Your instructions:
Print, in exact form, the lines below from the one containing "filename src/pg/mod.rs" through the one containing "respect to the", and omit all others.

(Stored data entries)
▼▼▼
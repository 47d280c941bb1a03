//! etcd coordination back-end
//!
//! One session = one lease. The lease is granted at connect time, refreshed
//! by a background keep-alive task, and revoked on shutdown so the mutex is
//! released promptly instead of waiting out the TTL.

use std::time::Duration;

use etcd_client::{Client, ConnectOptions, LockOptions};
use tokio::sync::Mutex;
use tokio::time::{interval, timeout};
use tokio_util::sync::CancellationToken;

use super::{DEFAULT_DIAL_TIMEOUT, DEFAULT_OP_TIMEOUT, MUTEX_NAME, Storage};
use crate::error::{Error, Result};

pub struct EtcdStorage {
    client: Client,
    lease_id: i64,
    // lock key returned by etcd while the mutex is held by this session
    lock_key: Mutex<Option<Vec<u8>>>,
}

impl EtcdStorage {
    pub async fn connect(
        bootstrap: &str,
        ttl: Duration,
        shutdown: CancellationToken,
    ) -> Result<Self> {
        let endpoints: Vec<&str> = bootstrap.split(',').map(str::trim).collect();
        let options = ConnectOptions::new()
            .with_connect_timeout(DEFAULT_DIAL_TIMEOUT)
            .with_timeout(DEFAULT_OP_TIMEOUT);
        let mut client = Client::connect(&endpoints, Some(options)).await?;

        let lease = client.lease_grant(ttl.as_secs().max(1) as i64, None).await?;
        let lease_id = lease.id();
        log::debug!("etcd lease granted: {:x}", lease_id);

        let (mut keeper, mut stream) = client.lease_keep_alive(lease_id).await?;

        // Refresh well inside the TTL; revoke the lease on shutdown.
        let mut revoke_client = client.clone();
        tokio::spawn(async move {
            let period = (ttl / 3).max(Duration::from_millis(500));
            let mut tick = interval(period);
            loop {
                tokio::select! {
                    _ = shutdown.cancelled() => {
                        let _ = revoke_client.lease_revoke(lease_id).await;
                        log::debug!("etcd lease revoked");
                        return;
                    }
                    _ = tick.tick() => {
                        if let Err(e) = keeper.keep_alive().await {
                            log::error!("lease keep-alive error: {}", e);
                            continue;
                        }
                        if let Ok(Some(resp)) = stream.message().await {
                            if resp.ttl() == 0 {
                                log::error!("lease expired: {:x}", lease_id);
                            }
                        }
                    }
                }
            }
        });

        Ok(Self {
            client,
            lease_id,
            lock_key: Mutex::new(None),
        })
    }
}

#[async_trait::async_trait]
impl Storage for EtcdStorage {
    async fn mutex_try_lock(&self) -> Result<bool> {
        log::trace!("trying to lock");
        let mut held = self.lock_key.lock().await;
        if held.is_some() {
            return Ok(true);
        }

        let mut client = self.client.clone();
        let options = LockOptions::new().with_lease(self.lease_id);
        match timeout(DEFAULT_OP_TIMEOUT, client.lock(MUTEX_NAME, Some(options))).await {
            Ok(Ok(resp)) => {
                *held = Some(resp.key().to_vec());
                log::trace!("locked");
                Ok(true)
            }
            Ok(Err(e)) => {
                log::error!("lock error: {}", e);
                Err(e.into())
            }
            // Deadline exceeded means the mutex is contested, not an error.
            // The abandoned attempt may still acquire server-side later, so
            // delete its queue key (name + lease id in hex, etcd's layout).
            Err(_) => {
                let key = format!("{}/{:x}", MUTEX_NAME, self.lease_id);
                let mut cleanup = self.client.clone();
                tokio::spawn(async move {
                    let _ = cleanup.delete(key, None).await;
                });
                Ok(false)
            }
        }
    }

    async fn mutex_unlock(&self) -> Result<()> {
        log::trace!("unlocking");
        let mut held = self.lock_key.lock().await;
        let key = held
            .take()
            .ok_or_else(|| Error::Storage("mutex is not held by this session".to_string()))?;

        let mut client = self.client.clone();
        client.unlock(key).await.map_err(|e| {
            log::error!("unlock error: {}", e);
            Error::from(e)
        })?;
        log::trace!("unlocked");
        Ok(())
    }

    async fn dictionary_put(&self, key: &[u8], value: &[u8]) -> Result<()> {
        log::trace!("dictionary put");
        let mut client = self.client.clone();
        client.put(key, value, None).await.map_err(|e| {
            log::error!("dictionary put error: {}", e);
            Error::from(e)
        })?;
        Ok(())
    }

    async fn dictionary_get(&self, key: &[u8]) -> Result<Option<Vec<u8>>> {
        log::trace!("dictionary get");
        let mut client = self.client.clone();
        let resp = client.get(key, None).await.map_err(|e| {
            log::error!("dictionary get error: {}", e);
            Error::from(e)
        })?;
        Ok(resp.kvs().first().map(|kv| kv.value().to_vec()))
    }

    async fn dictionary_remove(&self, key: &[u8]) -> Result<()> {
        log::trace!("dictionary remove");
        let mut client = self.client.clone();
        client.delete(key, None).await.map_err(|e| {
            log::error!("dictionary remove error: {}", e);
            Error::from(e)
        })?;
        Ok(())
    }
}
▲▲▲
▼▼▼
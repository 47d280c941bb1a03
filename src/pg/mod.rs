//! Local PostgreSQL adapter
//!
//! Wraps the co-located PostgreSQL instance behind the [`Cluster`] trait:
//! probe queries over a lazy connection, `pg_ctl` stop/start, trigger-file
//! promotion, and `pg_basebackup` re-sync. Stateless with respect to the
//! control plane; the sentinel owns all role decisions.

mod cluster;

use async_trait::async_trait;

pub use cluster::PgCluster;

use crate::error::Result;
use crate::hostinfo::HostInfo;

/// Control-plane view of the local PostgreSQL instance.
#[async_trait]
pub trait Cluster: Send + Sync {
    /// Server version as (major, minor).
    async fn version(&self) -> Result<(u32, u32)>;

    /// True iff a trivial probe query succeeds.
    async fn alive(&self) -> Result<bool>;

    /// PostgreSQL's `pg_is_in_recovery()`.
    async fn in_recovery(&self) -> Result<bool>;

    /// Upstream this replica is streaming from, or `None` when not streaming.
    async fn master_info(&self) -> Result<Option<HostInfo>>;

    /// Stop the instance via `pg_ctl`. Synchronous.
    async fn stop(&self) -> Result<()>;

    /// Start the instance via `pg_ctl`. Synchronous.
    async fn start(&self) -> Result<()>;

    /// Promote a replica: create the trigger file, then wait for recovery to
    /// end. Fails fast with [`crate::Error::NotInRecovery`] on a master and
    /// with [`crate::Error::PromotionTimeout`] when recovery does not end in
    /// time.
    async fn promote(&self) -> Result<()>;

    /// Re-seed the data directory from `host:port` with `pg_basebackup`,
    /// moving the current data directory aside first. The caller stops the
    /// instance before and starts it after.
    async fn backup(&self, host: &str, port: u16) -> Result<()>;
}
▲▲▲
Response for this exercise:
filename src/pg/mod.rs
//! Local PostgreSQL adapter
//!
//! Wraps the co-located PostgreSQL instance behind the [`Cluster`] trait:
//! probe queries over a lazy connection, `pg_ctl` stop/start, trigger-file
//! promotion, and `pg_basebackup` re-sync. Stateless with respect to the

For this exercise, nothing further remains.